• _EXTRACTED DATA_:
######

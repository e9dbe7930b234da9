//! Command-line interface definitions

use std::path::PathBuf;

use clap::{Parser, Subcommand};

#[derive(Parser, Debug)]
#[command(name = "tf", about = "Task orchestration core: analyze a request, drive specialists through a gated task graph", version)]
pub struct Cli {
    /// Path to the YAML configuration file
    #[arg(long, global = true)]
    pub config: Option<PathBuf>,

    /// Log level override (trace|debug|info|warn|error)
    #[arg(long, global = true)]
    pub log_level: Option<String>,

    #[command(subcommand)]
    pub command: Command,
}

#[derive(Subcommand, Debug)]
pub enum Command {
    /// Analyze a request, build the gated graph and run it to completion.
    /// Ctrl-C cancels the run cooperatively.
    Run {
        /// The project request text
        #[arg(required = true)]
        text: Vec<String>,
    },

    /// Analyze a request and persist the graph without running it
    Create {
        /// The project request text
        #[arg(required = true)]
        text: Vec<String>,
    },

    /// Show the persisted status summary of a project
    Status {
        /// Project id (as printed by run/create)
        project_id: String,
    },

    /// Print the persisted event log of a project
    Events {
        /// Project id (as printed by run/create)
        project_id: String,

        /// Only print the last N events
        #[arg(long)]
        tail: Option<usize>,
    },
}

######

• _ASSIGNMENT_:
Everything from the first line of the data through the line containing "level override (trace|debug|info|warn|error)" should be echoed exactly. Add nothing.

• _OUTPUT OF THE TASK_:
repository e9dbe7930b234da9
//! Command-line interface definitions

use std::path::PathBuf;

use clap::{Parser, Subcommand};

#[derive(Parser, Debug)]
#[command(name = "tf", about = "Task orchestration core: analyze a request, drive specialists through a gated task graph", version)]
pub struct Cli {
    /// Path to the YAML configuration file
    #[arg(long, global = true)]
    pub config: Option<PathBuf>,

    /// Log level override (trace|debug|info|warn|error)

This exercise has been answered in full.